Glucocorticoids modify intracranial pressure in freely moving rats

BACKGROUND: Glucocorticoids (GCs) are widely prescribed for a variety of inflammatory diseases, but they are also used to treat raised intracranial pressure (ICP) caused by trauma or oedema. However, it is unclear if GCs independently modulate ICP and if GCs are involved in normal ICP regulation. In this study, we aimed to assess the ICP modulatory effects of GCs and their molecular consequences on choroid plexus (CP). METHODS: Adult female rats were implanted with telemetric ICP probes for physiological, continuous ICP recordings in a freely moving setup. Rats received prednisolone or vehicle via oral gavage in a randomized acute (24 h) ICP study. In a subsequent study rats received corticosterone or vehicle in drinking water for a 4-week chronic ICP study. CP were removed, and the expression of genes associated with cerebrospinal fluid secretion were assessed. RESULTS: A single prednisolone dose reduced ICP by up to 48% (P < 0.0001), where ICP was reduced within 7 h and was maintained for at least 14 h.

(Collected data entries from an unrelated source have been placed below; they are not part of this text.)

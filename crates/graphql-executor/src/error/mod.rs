mod code;
mod path;

use std::borrow::Cow;

use async_graphql_parser::{types::OperationType, Pos};
use async_graphql_value::ConstValue;

pub use code::*;
pub use path::*;

pub type ExecutionResult<T> = Result<T, ExecutionError>;

/// Line and column of a node in the executed document, 1-based.
#[derive(Debug, Clone, Copy, PartialEq, Eq, serde::Serialize)]
pub struct Location {
    pub line: usize,
    pub column: usize,
}

impl From<Pos> for Location {
    fn from(pos: Pos) -> Self {
        Location {
            line: pos.line,
            column: pos.column,
        }
    }
}

impl std::fmt::Display for Location {
    fn fmt(&self, f: &mut std::fmt::Formatter<'_>) -> std::fmt::Result {
        write!(f, "{}:{}", self.line, self.column)
    }
}

/// Everything that can go wrong while executing a request.
///
/// Validation and variable errors are fatal: no data is produced. The remaining kinds are
/// caught at the boundary of the field that raised them and turned into a [`GraphqlError`]
/// next to a null value.
#[derive(Debug, thiserror::Error)]
pub enum ExecutionError {
    #[error(transparent)]
    Validation(#[from] ValidationError),
    #[error("Variable ${name} got an invalid value: {source}")]
    Variable {
        name: String,
        location: Location,
        #[source]
        source: InputValueError,
    },
    #[error(transparent)]
    Coercion(#[from] InputValueError),
    #[error(transparent)]
    Resolver(#[from] ResolverError),
    #[error(transparent)]
    UnsupportedConstruct(#[from] UnsupportedConstructError),
}

impl ExecutionError {
    pub fn code(&self) -> ErrorCode {
        self.into()
    }

    /// Whether this error aborts the whole request rather than a single field.
    pub fn is_fatal(&self) -> bool {
        self.code().is_request_error()
    }

    pub fn location(&self) -> Option<Location> {
        match self {
            ExecutionError::Validation(err) => err.location(),
            ExecutionError::Variable { location, .. } => Some(*location),
            ExecutionError::UnsupportedConstruct(err) => err.location,
            ExecutionError::Coercion(_) | ExecutionError::Resolver(_) => None,
        }
    }
}

#[derive(Debug, thiserror::Error)]
pub enum ValidationError {
    #[error("Must provide an operation.")]
    MissingOperation,
    #[error("Must provide operation name if query contains multiple operations.")]
    MissingOperationName,
    #[error("Unknown operation named '{0}'.")]
    UnknownOperation(String),
    #[error("Can only execute queries, found a {ty} operation.")]
    UnsupportedOperation { ty: OperationType, location: Location },
    #[error("Unknown fragment named '{name}'.")]
    UnknownFragment { name: String, location: Location },
    #[error("Fragment '{name}' cannot spread itself.")]
    FragmentCycle { name: String, location: Location },
    #[error("Fragment cannot be spread here as objects of type '{parent}' can never be of type '{type_condition}'.")]
    IncompatibleFragment {
        type_condition: String,
        parent: String,
        location: Location,
    },
    #[error("Unknown type '{name}'.")]
    UnknownType { name: String, location: Location },
    #[error("Cannot query field '{name}' on type '{parent}'.")]
    UnknownField {
        name: String,
        parent: String,
        location: Location,
    },
    #[error("Field '{name}' of type '{ty}' must have a selection of subfields.")]
    MissingSelectionSet { name: String, ty: String, location: Location },
    #[error("Field '{name}' must not have a selection since type '{ty}' has no subfields.")]
    LeafSelectionSet { name: String, ty: String, location: Location },
    #[error("Unknown directive '@{name}'.")]
    UnknownDirective { name: String, location: Location },
    #[error("Directive '@{name}' may not be used on {directive_location}.")]
    MisplacedDirective {
        name: String,
        directive_location: crate::directive::DirectiveLocation,
        location: Location,
    },
    #[error("Invalid usage of directive '@{name}': {message}")]
    InvalidDirective {
        name: String,
        message: String,
        location: Location,
    },
    #[error("Variable ${name} cannot be of non-input type '{ty}'.")]
    NonInputVariable { name: String, ty: String, location: Location },
    #[error("Query is nested too deep, the maximum depth is {max_depth}.")]
    TooDeep { max_depth: usize, location: Location },
}

impl ValidationError {
    pub fn location(&self) -> Option<Location> {
        match self {
            ValidationError::MissingOperation
            | ValidationError::MissingOperationName
            | ValidationError::UnknownOperation(_) => None,
            ValidationError::UnsupportedOperation { location, .. }
            | ValidationError::UnknownFragment { location, .. }
            | ValidationError::FragmentCycle { location, .. }
            | ValidationError::IncompatibleFragment { location, .. }
            | ValidationError::UnknownType { location, .. }
            | ValidationError::UnknownField { location, .. }
            | ValidationError::MissingSelectionSet { location, .. }
            | ValidationError::LeafSelectionSet { location, .. }
            | ValidationError::UnknownDirective { location, .. }
            | ValidationError::MisplacedDirective { location, .. }
            | ValidationError::InvalidDirective { location, .. }
            | ValidationError::NonInputVariable { location, .. }
            | ValidationError::TooDeep { location, .. } => Some(*location),
        }
    }
}

/// A value that could not be coerced into the type it was declared with.
#[derive(Debug, Clone, thiserror::Error)]
pub enum InputValueError {
    #[error("Found a null where we expected a {expected}{path}")]
    UnexpectedNull { expected: String, path: ValuePath },
    #[error("Found a {actual} value where we expected a {expected} scalar{path}")]
    IncorrectScalarType {
        actual: ValueKind,
        expected: String,
        path: ValuePath,
    },
    #[error("Found value {actual} which cannot be coerced into a {expected} scalar{path}")]
    IncorrectScalarValue {
        actual: String,
        expected: String,
        path: ValuePath,
    },
    #[error("Found a {actual} value where we expected a {r#enum} enum value{path}")]
    IncorrectEnumValueType {
        r#enum: String,
        actual: ValueKind,
        path: ValuePath,
    },
    #[error("Unknown enum value '{value}' for enum {r#enum}{path}")]
    UnknownEnumValue {
        r#enum: String,
        value: String,
        path: ValuePath,
    },
    #[error("Type '{name}' is not a known input type{path}")]
    UnknownInputType { name: String, path: ValuePath },
    #[error("Unknown variable ${name}")]
    UnknownVariable { name: String },
    #[error("Missing required argument '{name}' of type {expected}")]
    MissingArgument { name: String, expected: String },
    #[error("Unknown argument '{name}'")]
    UnknownArgument { name: String },
    #[error("Invalid value for argument '{name}': {source}")]
    InvalidArgument {
        name: String,
        #[source]
        source: Box<InputValueError>,
    },
}

/// Position inside a (possibly nested) input value, rendered as ` at path '.0.1'`.
#[derive(Debug, Clone, Default, PartialEq, Eq)]
pub struct ValuePath(Vec<usize>);

impl ValuePath {
    pub(crate) fn push(&mut self, index: usize) {
        self.0.push(index);
    }

    pub(crate) fn pop(&mut self) {
        self.0.pop();
    }
}

impl std::fmt::Display for ValuePath {
    fn fmt(&self, f: &mut std::fmt::Formatter<'_>) -> std::fmt::Result {
        if self.0.is_empty() {
            return Ok(());
        }
        f.write_str(" at path '")?;
        for index in &self.0 {
            write!(f, ".{index}")?;
        }
        f.write_str("'")
    }
}

#[derive(Debug, Clone, Copy, PartialEq, Eq, strum::Display)]
pub enum ValueKind {
    String,
    Integer,
    Enum,
    Float,
    Object,
    Boolean,
    List,
    Null,
    Binary,
}

impl From<&ConstValue> for ValueKind {
    fn from(value: &ConstValue) -> Self {
        match value {
            ConstValue::Null => ValueKind::Null,
            ConstValue::Number(number) if number.is_f64() => ValueKind::Float,
            ConstValue::Number(_) => ValueKind::Integer,
            ConstValue::String(_) => ValueKind::String,
            ConstValue::Boolean(_) => ValueKind::Boolean,
            ConstValue::Binary(_) => ValueKind::Binary,
            ConstValue::Enum(_) => ValueKind::Enum,
            ConstValue::List(_) => ValueKind::List,
            ConstValue::Object(_) => ValueKind::Object,
        }
    }
}

/// Failure reported by a field resolver.
#[derive(Debug, Clone, PartialEq, Eq, thiserror::Error)]
#[error("{message}")]
pub struct ResolverError {
    message: Cow<'static, str>,
}

impl ResolverError {
    pub fn new(message: impl Into<Cow<'static, str>>) -> Self {
        ResolverError {
            message: message.into(),
        }
    }

    pub fn message(&self) -> &str {
        &self.message
    }
}

impl From<String> for ResolverError {
    fn from(message: String) -> Self {
        ResolverError::new(message)
    }
}

impl From<&'static str> for ResolverError {
    fn from(message: &'static str) -> Self {
        ResolverError::new(message)
    }
}

impl From<serde_json::Error> for ResolverError {
    fn from(err: serde_json::Error) -> Self {
        ResolverError::new(err.to_string())
    }
}

/// A document construct this executor does not implement.
#[derive(Debug, Clone, thiserror::Error)]
#[error("{construct} are not supported by this executor.")]
pub struct UnsupportedConstructError {
    pub construct: &'static str,
    pub location: Option<Location>,
}

/// An error as it appears in the `errors` list of a response.
#[derive(Debug, Clone, PartialEq)]
pub struct GraphqlError {
    pub message: Cow<'static, str>,
    pub code: ErrorCode,
    pub locations: Vec<Location>,
    pub path: Option<ErrorPath>,
}

impl GraphqlError {
    pub fn new(message: impl Into<Cow<'static, str>>, code: ErrorCode) -> Self {
        GraphqlError {
            message: message.into(),
            code,
            locations: Vec::new(),
            path: None,
        }
    }

    #[must_use]
    pub fn with_location(mut self, location: impl Into<Location>) -> Self {
        self.locations.push(location.into());
        self
    }

    #[must_use]
    pub fn with_path(mut self, path: ErrorPath) -> Self {
        self.path = Some(path);
        self
    }
}

impl From<ExecutionError> for GraphqlError {
    fn from(err: ExecutionError) -> Self {
        let location = err.location();
        let mut error = GraphqlError::new(err.to_string(), err.code());
        error.locations.extend(location);
        error
    }
}

impl std::fmt::Display for GraphqlError {
    fn fmt(&self, f: &mut std::fmt::Formatter<'_>) -> std::fmt::Result {
        self.message.fmt(f)
    }
}

impl serde::Serialize for GraphqlError {
    fn serialize<S>(&self, serializer: S) -> Result<S::Ok, S::Error>
    where
        S: serde::Serializer,
    {
        use serde::ser::SerializeMap;

        #[derive(serde::Serialize)]
        struct Extensions {
            code: ErrorCode,
        }

        let mut map = serializer.serialize_map(None)?;
        map.serialize_entry("message", &self.message)?;
        if !self.locations.is_empty() {
            map.serialize_entry("locations", &self.locations)?;
        }
        if let Some(path) = &self.path {
            map.serialize_entry("path", path)?;
        }
        map.serialize_entry("extensions", &Extensions { code: self.code })?;
        map.end()
    }
}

Prednisolone increases ICP spiking (P = 0.0075) while not altering ICP waveforms. Chronic corticosterone reduces ICP by up to 44%, where ICP was lower for the entirety of the 4-week ICP recording period (P = 0.0064). ICP daily periodicity was not altered by corticosterone. Corticosterone ICP reduction was not accompanied by ICP spike differences or alteration in ICP spike periodicity. Chronic corticosterone treatment had modest effects on CP gene expression, lowering the expression of Car2 at CP (P = 0.047). CONCLUSIONS: GCs reduce ICP in both the acute and chronic setting to a similar degree. Moreover, GCs did not modify the diurnal rhythm of ICP, suggesting the diurnal variation of ICP periodicity is not under explicit control of GCs. ICP disturbances should be considered a consequence of GC therapy. Based on these experiments, GCs may have broader ICP therapeutic uses, but side effects must be taken into consideration. SUPPLEMENTARY INFORMATION: The online version contains supplementary material available at 10.1186/s12987-023-00439-y.